I’d heard that boys could tell when you had your period. There was a smell, like sweaty coins in your pocket. I pressed my inner thighs together. They were as damp as my palms.

“After you graduate,” Kenny Rosenzweig said.

I mumbled something about becoming an actress. Kenny Rosenzweig snorted. He leaned in so close I could smell him. He smelled like my knapsack that time I’d spilled a yogurt in it.

“If you go to Hollywood they’ll make you lose weight,” he said. His sneering face eclipsed everything in my view.

“What will happen to those nice fat boobies?”

Was this an insult or a compliment, or maybe his idea of a conversation starter? I never found out. As easily as he’d pinned me to the wall he released me, walking away as if nothing had happened. That’s how I met Brandy. She’d been watching us the whole time, and after Kenny Rosenzweig had released me, she rushed up to tell me that her brother had warned her about him. He was a creep who sat at the back of the class and moved his lips when he wrote. He belonged in the Douglas, the mental hospital in Verdun, she said, and we both laughed. So began four years of the most intense female friendship I would ever know. That is, until Brandy Morgenbesser turned on me.

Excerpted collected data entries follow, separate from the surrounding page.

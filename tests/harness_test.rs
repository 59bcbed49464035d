//! End-to-end round-trip tests: pipeline + model + harness
//!
//! Usage:
//!   cargo test --test harness_test

use std::cell::Cell;
use std::collections::HashSet;
use std::num::NonZeroU64;

use chrono::Utc;
use uuid::Uuid;

use serde_speed::bench::{default_variants, Harness, RoundTripError, Variant};
use serde_speed::core::{RegistryError, Schema, SchemaRegistry};
use serde_speed::model::{
    millis_precision, Envelope, ModelError, SubscriptionType, UserRegisteredEvent, WireRecord, WireValue,
};
use serde_speed::protocol::{AvroCodec, CodecError, SchemaCodec, SerdeError, SerdePipeline};

const USER_REGISTERED: &str = include_str!("../schemas/user-registered.avsc");
const SUBJECT: &str = "input-topic-value";

fn schema() -> Schema {
    Schema::parse_str(USER_REGISTERED).unwrap()
}

fn runs(n: u64) -> NonZeroU64 {
    NonZeroU64::new(n).unwrap()
}

fn john(tier: SubscriptionType, score: f64) -> UserRegisteredEvent {
    UserRegisteredEvent::new(
        Uuid::new_v4(),
        "John",
        "Doe",
        true,
        tier,
        Utc::now(),
        score,
        Envelope::new(),
    )
}

#[test]
fn test_end_to_end_scenario() {
    let mut registry = SchemaRegistry::new();
    let mut harness = Harness::new(&mut registry, SerdePipeline::avro(SUBJECT, schema()), runs(3));
    let variant = Variant::new("free", john(SubscriptionType::Free, 9.2));

    let mut chain = vec![variant.seed.envelope.clone()];
    let report = harness
        .run_variant_with(&variant, |_, event| chain.push(event.envelope.clone()))
        .unwrap();

    // Seed + 3 iterasi, semua id berbeda
    assert_eq!(chain.len(), 4);
    let ids: HashSet<Uuid> = chain.iter().map(|e| e.envelope_id).collect();
    assert_eq!(ids.len(), 4);

    for pair in chain.windows(2) {
        assert_eq!(pair[1].parent_id, Some(pair[0].envelope_id));
    }

    assert_eq!(report.test_runs, 3);
    assert_eq!(report.last_event.envelope, chain[3]);
    let expected = 1.0 / report.per_message_secs();
    assert!((report.throughput().unwrap() - expected).abs() <= expected * 1e-12);
}

#[test]
fn test_long_lineage_chain() {
    let mut registry = SchemaRegistry::new();
    let mut harness = Harness::new(&mut registry, SerdePipeline::avro(SUBJECT, schema()), runs(200));
    let variant = Variant::new("pro", john(SubscriptionType::Pro, 9.0));

    let mut previous = variant.seed.envelope.envelope_id;
    let mut seen = HashSet::from([previous]);
    harness
        .run_variant_with(&variant, |_, event| {
            assert_eq!(event.envelope.parent_id, Some(previous));
            assert!(seen.insert(event.envelope.envelope_id), "envelope id reused");
            previous = event.envelope.envelope_id;
        })
        .unwrap();

    assert_eq!(seen.len(), 201);
}

#[test]
fn test_round_trip_preserves_event_at_millis() {
    let mut registry = SchemaRegistry::new();
    let mut pipeline = SerdePipeline::avro(SUBJECT, schema());
    let mut event = john(SubscriptionType::Lite, 7.2);
    event.envelope = Envelope::builder().parent_id(Uuid::new_v4()).build();

    let bytes = pipeline.encode(&mut registry, &event.to_wire()).unwrap();
    let back = UserRegisteredEvent::from_wire(&pipeline.decode(&registry, &bytes).unwrap()).unwrap();

    let mut expected = event.clone();
    expected.registration_timestamp = millis_precision(event.registration_timestamp);
    expected.envelope.event_timestamp = millis_precision(event.envelope.event_timestamp);
    assert_eq!(back, expected);
}

#[test]
fn test_reencode_is_bit_identical() {
    let mut registry = SchemaRegistry::new();
    let mut pipeline = SerdePipeline::avro(SUBJECT, schema());
    let event = john(SubscriptionType::Free, 1.0);

    let first = pipeline.encode(&mut registry, &event.to_wire()).unwrap();
    let decoded = UserRegisteredEvent::from_wire(&pipeline.decode(&registry, &first).unwrap()).unwrap();
    let second = pipeline.encode(&mut registry, &decoded.to_wire()).unwrap();
    let decoded_again =
        UserRegisteredEvent::from_wire(&pipeline.decode(&registry, &second).unwrap()).unwrap();
    let third = pipeline.encode(&mut registry, &decoded_again.to_wire()).unwrap();

    assert_eq!(first, second);
    assert_eq!(second, third);
}

#[test]
fn test_decode_with_desynced_registry() {
    let mut producer_registry = SchemaRegistry::new();
    let consumer_registry = SchemaRegistry::new();
    let mut pipeline = SerdePipeline::avro(SUBJECT, schema());

    let bytes = pipeline
        .encode(&mut producer_registry, &john(SubscriptionType::Free, 9.2).to_wire())
        .unwrap();

    assert_eq!(
        pipeline.decode(&consumer_registry, &bytes),
        Err(SerdeError::Registry(RegistryError::UnknownSchemaId(1)))
    );
}

#[test]
fn test_failing_variant_does_not_stop_siblings() {
    // Schema tanpa symbol PRO: variant "pro" gagal saat encode
    let narrow = USER_REGISTERED.replace(r#"["FREE", "LITE", "PRO"]"#, r#"["FREE", "LITE"]"#);
    assert_ne!(narrow, USER_REGISTERED);

    let mut registry = SchemaRegistry::new();
    let pipeline = SerdePipeline::avro(SUBJECT, Schema::parse_str(&narrow).unwrap());
    let mut harness = Harness::new(&mut registry, pipeline, runs(10));

    let variants = default_variants();
    let results = harness.run_all(&variants);
    assert_eq!(results.len(), 4);

    for (variant, result) in variants.iter().zip(&results) {
        if variant.name == "pro" {
            let err = result.as_ref().unwrap_err();
            assert_eq!(err.variant, "pro");
            assert_eq!(err.iteration, None);
            assert!(matches!(
                err.source,
                RoundTripError::Serde(SerdeError::Codec(CodecError::InField { .. }))
            ));
        } else {
            assert_eq!(result.as_ref().unwrap().test_runs, 10);
        }
    }
}

/// Codec yang merusak `subscription_type` mulai decode ke-`fail_on`
struct GoldCodec {
    decodes: Cell<u64>,
    fail_on: u64,
}

impl SchemaCodec for GoldCodec {
    fn encode(&self, schema: &Schema, value: &WireValue, out: &mut Vec<u8>) -> Result<(), CodecError> {
        AvroCodec.encode(schema, value, out)
    }

    fn decode(&self, schema: &Schema, bytes: &[u8]) -> Result<WireValue, CodecError> {
        let mut value = AvroCodec.decode(schema, bytes)?;
        self.decodes.set(self.decodes.get() + 1);
        if self.decodes.get() >= self.fail_on {
            if let Some(fields) = value.as_record_mut() {
                fields.insert("subscription_type".into(), WireValue::from("GOLD"));
            }
        }
        Ok(value)
    }
}

#[test]
fn test_error_reports_iteration() {
    let codec = GoldCodec {
        decodes: Cell::new(0),
        fail_on: 4,
    };
    let mut registry = SchemaRegistry::new();
    let mut harness = Harness::new(&mut registry, SerdePipeline::new(SUBJECT, schema(), codec), runs(10));
    let variant = Variant::new("free", john(SubscriptionType::Free, 9.2));

    let mut produced = 0;
    let err = harness
        .run_variant_with(&variant, |_, _| produced += 1)
        .unwrap_err();

    // decode 1 = warm-up, decode 2..4 = iterasi 0..2
    assert_eq!(err.iteration, Some(2));
    assert_eq!(produced, 2);
    assert_eq!(
        err.source,
        RoundTripError::Model(ModelError::InvalidEnumeration {
            field: "subscription_type".into(),
            value: "GOLD".into()
        })
    );
}

#[test]
fn test_registry_shared_across_pipelines() {
    let mut registry = SchemaRegistry::new();
    let mut a = SerdePipeline::avro(SUBJECT, schema());
    let mut b = SerdePipeline::avro(SUBJECT, schema());
    let event = john(SubscriptionType::Free, 9.2).to_wire();

    let bytes = a.encode(&mut registry, &event).unwrap();
    b.encode(&mut registry, &event).unwrap();

    assert_eq!(a.schema_id(), b.schema_id());
    assert_eq!(registry.len(), 1);
    // Pipeline lain bisa decode frame yang sama
    assert_eq!(b.decode(&registry, &bytes).unwrap(), event);
}
//! Chart hand-off
//!
//! Rendering chart di luar crate ini. Di sini hanya mengumpulkan
//! `(variant, per-message µs, msgs/sec)` dan menyerahkannya ke `ChartSink`.

use std::fs;
use std::path::{Path, PathBuf};

use serde::Serialize;

use super::report::VariantReport;

#[derive(Debug, thiserror::Error)]
pub enum ChartError {
    #[error("failed to write chart data to {path}: {source}")]
    Io {
        path: PathBuf,
        #[source]
        source: std::io::Error,
    },
    #[error("failed to serialize chart data: {0}")]
    Json(#[from] serde_json::Error),
}

#[derive(Debug, Clone, PartialEq, Serialize)]
pub struct ChartRow {
    pub variant: String,
    pub per_message_micros: f64,
    /// `None` (JSON null) kalau elapsed di bawah resolusi timer
    pub throughput: Option<f64>,
}

impl From<&VariantReport> for ChartRow {
    fn from(report: &VariantReport) -> Self {
        Self {
            variant: report.variant.clone(),
            per_message_micros: report.per_message_micros(),
            throughput: report.throughput(),
        }
    }
}

/// Penerima data chart
pub trait ChartSink {
    fn render(&mut self, rows: &[ChartRow]) -> Result<(), ChartError>;
}

/// Tulis rows sebagai JSON untuk plotting tool eksternal
#[derive(Debug, Clone)]
pub struct JsonChartSink {
    path: PathBuf,
}

impl JsonChartSink {
    pub fn new(path: impl Into<PathBuf>) -> Self {
        Self { path: path.into() }
    }

    pub fn path(&self) -> &Path {
        &self.path
    }
}

impl ChartSink for JsonChartSink {
    fn render(&mut self, rows: &[ChartRow]) -> Result<(), ChartError> {
        let io_err = |source| ChartError::Io {
            path: self.path.clone(),
            source,
        };

        if let Some(parent) = self.path.parent().filter(|p| !p.as_os_str().is_empty()) {
            fs::create_dir_all(parent).map_err(io_err)?;
        }
        let json = serde_json::to_string_pretty(rows)?;
        fs::write(&self.path, json).map_err(io_err)?;

        tracing::info!(path = %self.path.display(), rows = rows.len(), "chart data written");
        Ok(())
    }
}

#[cfg(test)]
mod tests {
    use super::*;

    #[test]
    fn test_json_sink_writes_rows() {
        let dir = tempfile::tempdir().unwrap();
        let path = dir.path().join("nested").join("serde_speed.json");
        let mut sink = JsonChartSink::new(&path);

        let rows = vec![
            ChartRow {
                variant: "free".into(),
                per_message_micros: 5.0,
                throughput: Some(200_000.0),
            },
            ChartRow {
                variant: "pro".into(),
                per_message_micros: 4.0,
                throughput: Some(250_000.0),
            },
        ];
        sink.render(&rows).unwrap();

        let written: serde_json::Value =
            serde_json::from_str(&fs::read_to_string(&path).unwrap()).unwrap();
        assert_eq!(written[0]["variant"], "free");
        assert_eq!(written[1]["throughput"], 250_000.0);
    }
}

The bell rings three times. After the final peal we’re instructed to close our eyes and begin counting our exhalations in sets of four. I sneak one last look at Brandy. Her tank top is cut low and her bra is visible beneath the white fabric.

It has to be her. There’s no other reason for me to be sitting dry-mouthed and trembling on this borrowed yoga mat.

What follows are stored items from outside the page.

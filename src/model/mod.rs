//! Canonical Event Model
//!
//! Satu entity kanonik (`UserRegisteredEvent` + `Envelope`) dengan
//! kontrak dua arah:
//! - `to_wire`: typed event -> mapping primitive (deterministic)
//! - `from_wire`: mapping -> typed event, normalisasi di boundary
//!
//! Layer ini tidak melakukan I/O.

mod envelope;
mod event;
mod value;

pub use envelope::{Envelope, EnvelopeBuilder, DEFAULT_APP_NAME, DEFAULT_APP_VERSION};
pub use event::{SubscriptionType, UnknownSubscriptionType, UserRegisteredEvent};
pub use value::{millis_precision, WireValue};

/// Error saat rekonstruksi typed event dari wire mapping.
///
/// `field` berisi path lengkap, mis. `_envelope.parent_id`.
#[derive(Debug, Clone, PartialEq, Eq, thiserror::Error)]
pub enum ModelError {
    #[error("field `{field}`: invalid identifier {value:?}")]
    InvalidIdentifier { field: String, value: String },
    #[error("field `{field}`: invalid enumeration value {value:?}")]
    InvalidEnumeration { field: String, value: String },
    #[error("field `{field}`: invalid timestamp {value}")]
    InvalidTimestamp { field: String, value: i64 },
    #[error("missing field `{0}`")]
    MissingField(String),
    #[error("field `{field}`: expected {expected}, found {found}")]
    TypeMismatch {
        field: String,
        expected: &'static str,
        found: &'static str,
    },
}

/// Tipe yang punya bentuk wire kanonik.
///
/// Shape yang diharapkan oleh `from_wire` ditentukan oleh implementor.
pub trait WireRecord: Sized {
    fn to_wire(&self) -> WireValue;

    fn from_wire(value: &WireValue) -> Result<Self, ModelError>;
}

I listen to the breathing of those around me, trying to single out Brandy’s exhalations. The dark nothingness I usually see when I close my eyes is now another kind of darkness, that of an unenlightened era. Nineteen eighty-five, to be precise. The year Brandy Morgenbesser and her girlfriends stalked me through the corridors of Herzeliah High School until I fled the parochial school system and went mad. Since then every choice I’ve made has stemmed from a desire to prove that I’m nothing like Brandy Morgenbesser and her kind. Those choices, and a referral from Dr. Adler, have brought me here, to this dim room in the psychiatric wing of the Jewish General Hospital.

I’d like to know what brought Brandy here. I’m hoping it’s me.

I open my eyes. Brandy Morgenbesser is staring right at me. Her thin lips are pressed together and she looks as if she’s wandered into the wrong movie and can’t find the exit. I raise my hand, intending to wave hello, but my hand freezes and my palm faces outwards, as if to show Brandy that I’ve returned unarmed.